Within the listing, how many lines include "settled"? Please answer with a bare number.

Data provided =>
::::::::::
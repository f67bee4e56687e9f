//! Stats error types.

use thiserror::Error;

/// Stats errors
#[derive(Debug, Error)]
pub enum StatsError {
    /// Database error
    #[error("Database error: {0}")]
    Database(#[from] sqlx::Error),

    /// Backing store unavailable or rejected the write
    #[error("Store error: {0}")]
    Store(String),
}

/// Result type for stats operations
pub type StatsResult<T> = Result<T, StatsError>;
::::::::::
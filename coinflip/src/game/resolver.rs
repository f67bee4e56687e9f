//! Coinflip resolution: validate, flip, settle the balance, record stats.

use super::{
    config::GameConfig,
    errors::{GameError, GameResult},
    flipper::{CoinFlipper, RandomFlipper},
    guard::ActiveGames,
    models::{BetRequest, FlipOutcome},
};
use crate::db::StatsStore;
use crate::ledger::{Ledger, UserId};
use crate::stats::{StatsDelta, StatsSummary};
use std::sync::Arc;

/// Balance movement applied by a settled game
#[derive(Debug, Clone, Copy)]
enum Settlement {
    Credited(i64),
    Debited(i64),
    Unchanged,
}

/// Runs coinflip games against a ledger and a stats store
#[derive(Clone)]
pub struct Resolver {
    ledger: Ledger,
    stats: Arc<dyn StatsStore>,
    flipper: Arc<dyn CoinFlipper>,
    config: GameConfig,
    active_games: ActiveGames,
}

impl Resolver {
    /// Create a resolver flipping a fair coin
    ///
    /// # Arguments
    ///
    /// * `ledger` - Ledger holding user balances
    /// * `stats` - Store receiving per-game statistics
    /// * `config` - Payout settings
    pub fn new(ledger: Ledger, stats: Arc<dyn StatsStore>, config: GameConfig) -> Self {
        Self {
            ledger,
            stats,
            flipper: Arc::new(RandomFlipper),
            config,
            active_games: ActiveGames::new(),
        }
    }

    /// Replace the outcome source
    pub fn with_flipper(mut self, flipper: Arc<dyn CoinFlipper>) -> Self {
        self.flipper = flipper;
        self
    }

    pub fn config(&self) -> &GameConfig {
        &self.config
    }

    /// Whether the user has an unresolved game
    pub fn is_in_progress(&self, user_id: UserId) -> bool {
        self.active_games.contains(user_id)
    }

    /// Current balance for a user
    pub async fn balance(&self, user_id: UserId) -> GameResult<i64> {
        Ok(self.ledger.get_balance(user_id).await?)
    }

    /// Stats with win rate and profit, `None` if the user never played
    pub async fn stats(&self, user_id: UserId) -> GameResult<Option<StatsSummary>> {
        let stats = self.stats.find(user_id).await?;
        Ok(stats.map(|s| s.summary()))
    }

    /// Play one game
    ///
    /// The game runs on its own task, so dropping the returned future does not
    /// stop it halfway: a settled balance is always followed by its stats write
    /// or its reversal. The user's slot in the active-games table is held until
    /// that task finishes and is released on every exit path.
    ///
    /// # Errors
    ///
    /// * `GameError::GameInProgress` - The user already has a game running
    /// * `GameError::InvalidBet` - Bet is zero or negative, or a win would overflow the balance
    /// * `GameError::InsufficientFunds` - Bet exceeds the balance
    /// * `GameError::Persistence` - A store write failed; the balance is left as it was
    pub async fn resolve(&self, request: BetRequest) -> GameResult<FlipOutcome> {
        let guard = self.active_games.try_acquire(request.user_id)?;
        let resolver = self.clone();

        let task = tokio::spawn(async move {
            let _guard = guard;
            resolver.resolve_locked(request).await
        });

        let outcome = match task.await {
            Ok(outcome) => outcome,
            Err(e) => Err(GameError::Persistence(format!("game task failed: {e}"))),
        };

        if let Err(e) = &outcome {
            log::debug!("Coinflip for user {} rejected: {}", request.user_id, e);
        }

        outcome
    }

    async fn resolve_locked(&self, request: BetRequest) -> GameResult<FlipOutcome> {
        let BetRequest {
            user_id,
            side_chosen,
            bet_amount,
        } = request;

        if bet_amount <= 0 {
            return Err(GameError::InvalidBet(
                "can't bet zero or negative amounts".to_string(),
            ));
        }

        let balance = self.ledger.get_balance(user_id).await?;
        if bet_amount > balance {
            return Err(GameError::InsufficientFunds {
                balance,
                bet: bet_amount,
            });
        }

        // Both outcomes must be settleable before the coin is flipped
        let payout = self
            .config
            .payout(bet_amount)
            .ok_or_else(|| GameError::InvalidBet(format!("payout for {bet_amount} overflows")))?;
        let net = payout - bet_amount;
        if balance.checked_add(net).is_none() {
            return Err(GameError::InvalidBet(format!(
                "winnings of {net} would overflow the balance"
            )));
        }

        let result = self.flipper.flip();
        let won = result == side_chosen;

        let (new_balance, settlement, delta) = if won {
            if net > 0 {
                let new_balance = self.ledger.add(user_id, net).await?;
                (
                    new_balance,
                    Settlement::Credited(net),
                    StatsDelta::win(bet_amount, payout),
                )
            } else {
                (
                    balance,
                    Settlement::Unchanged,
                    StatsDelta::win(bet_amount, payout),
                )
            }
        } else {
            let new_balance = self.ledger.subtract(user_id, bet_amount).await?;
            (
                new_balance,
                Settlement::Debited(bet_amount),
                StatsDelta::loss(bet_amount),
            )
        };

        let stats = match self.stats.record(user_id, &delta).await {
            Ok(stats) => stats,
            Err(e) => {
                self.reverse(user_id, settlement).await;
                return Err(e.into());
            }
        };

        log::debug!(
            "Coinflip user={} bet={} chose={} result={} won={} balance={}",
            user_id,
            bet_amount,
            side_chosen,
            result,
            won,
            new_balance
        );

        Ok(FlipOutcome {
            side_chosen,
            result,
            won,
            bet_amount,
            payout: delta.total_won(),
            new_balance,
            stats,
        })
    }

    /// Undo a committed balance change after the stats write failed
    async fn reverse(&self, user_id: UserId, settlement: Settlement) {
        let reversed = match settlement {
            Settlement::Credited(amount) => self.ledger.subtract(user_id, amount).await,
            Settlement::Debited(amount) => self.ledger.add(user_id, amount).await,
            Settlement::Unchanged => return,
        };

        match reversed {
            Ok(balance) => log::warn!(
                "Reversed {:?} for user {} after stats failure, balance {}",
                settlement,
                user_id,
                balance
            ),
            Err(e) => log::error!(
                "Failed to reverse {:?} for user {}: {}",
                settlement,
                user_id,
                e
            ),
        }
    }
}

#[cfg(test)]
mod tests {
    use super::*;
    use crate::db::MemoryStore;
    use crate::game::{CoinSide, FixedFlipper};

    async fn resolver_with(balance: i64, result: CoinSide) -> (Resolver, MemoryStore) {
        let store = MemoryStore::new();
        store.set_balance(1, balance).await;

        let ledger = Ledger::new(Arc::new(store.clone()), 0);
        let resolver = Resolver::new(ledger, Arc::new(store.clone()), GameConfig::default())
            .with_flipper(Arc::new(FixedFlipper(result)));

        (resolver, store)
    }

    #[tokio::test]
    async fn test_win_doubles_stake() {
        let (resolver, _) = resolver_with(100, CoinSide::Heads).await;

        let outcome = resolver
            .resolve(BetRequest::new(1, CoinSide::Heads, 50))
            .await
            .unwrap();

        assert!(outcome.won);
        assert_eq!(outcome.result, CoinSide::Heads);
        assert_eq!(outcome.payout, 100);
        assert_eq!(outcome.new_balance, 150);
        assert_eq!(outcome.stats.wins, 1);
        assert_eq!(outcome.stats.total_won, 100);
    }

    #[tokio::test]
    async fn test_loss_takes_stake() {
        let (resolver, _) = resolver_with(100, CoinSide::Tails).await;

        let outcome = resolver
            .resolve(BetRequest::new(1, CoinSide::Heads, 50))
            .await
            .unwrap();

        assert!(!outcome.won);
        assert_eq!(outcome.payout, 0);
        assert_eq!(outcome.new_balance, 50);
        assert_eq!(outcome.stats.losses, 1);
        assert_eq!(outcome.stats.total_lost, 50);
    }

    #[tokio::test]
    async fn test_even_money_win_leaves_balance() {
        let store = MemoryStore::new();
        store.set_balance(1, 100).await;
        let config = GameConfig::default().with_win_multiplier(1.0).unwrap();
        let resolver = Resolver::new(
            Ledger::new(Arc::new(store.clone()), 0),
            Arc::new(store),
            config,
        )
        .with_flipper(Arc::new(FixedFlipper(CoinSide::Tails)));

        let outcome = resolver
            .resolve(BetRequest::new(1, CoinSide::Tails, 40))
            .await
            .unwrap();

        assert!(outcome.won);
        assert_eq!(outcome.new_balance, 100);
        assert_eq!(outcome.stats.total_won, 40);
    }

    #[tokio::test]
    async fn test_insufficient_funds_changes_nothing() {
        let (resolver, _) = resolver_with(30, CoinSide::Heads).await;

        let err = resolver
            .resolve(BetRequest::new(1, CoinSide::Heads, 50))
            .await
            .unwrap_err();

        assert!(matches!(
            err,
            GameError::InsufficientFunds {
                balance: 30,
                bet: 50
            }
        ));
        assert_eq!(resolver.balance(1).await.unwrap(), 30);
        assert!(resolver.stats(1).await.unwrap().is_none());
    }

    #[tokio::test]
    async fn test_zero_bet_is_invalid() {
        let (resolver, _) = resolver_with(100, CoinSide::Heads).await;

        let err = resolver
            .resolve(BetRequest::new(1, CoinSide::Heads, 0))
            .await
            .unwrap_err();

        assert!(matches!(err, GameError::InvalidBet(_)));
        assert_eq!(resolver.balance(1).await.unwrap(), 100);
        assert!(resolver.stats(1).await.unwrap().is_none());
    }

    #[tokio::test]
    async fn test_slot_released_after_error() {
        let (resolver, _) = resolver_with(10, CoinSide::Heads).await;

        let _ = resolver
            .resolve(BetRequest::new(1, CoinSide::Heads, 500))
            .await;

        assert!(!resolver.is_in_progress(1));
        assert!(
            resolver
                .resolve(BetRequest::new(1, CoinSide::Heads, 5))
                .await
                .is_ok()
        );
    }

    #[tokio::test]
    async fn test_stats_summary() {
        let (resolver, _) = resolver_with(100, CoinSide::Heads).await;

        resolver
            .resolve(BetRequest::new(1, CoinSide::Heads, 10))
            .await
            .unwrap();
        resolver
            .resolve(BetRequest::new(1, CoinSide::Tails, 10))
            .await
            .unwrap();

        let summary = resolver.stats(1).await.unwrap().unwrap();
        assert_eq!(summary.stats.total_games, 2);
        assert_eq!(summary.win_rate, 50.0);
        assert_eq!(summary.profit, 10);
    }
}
::::::::::
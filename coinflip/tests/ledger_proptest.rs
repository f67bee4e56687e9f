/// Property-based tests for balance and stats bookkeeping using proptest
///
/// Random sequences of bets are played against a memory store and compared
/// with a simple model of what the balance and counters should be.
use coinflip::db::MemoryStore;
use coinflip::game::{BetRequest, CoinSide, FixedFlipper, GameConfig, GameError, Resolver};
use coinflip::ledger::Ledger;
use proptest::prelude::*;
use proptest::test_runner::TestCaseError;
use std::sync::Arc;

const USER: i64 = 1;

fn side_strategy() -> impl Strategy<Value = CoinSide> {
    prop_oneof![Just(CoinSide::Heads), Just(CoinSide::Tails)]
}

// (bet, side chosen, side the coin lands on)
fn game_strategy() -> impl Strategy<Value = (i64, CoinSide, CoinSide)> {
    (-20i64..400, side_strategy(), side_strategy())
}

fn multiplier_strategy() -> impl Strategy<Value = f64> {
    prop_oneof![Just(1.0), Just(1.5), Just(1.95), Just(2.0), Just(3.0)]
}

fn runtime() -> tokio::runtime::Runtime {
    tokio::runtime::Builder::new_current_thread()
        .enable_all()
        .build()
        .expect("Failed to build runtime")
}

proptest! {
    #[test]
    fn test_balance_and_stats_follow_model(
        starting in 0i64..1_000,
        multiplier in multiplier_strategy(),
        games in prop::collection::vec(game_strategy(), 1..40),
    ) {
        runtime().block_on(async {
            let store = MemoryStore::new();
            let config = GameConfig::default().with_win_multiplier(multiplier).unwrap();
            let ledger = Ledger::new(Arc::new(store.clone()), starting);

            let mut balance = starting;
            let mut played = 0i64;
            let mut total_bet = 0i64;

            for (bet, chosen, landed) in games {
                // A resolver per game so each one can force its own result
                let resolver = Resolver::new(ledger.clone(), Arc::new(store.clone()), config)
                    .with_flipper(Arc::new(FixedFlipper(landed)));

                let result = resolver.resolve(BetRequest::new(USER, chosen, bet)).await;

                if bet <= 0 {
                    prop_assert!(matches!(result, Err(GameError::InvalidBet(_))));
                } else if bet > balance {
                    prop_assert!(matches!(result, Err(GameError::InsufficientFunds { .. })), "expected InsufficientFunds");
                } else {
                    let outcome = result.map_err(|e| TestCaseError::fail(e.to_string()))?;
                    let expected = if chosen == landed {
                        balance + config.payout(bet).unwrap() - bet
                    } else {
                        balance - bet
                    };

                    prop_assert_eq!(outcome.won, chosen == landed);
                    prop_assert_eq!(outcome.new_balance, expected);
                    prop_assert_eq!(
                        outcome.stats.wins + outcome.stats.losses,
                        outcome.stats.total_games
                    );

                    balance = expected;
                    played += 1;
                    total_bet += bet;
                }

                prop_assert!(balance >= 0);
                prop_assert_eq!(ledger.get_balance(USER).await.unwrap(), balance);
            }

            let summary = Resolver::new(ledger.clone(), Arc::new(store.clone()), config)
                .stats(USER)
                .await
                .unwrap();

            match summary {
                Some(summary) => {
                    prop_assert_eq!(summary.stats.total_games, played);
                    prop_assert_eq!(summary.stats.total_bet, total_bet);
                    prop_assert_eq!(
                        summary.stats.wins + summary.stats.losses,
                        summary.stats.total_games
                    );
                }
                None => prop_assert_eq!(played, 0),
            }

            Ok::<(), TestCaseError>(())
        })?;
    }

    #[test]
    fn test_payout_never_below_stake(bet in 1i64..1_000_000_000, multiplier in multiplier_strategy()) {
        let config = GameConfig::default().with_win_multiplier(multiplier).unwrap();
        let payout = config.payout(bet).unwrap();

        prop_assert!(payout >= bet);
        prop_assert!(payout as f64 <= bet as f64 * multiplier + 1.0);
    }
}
::::::::::
Written answer =>
2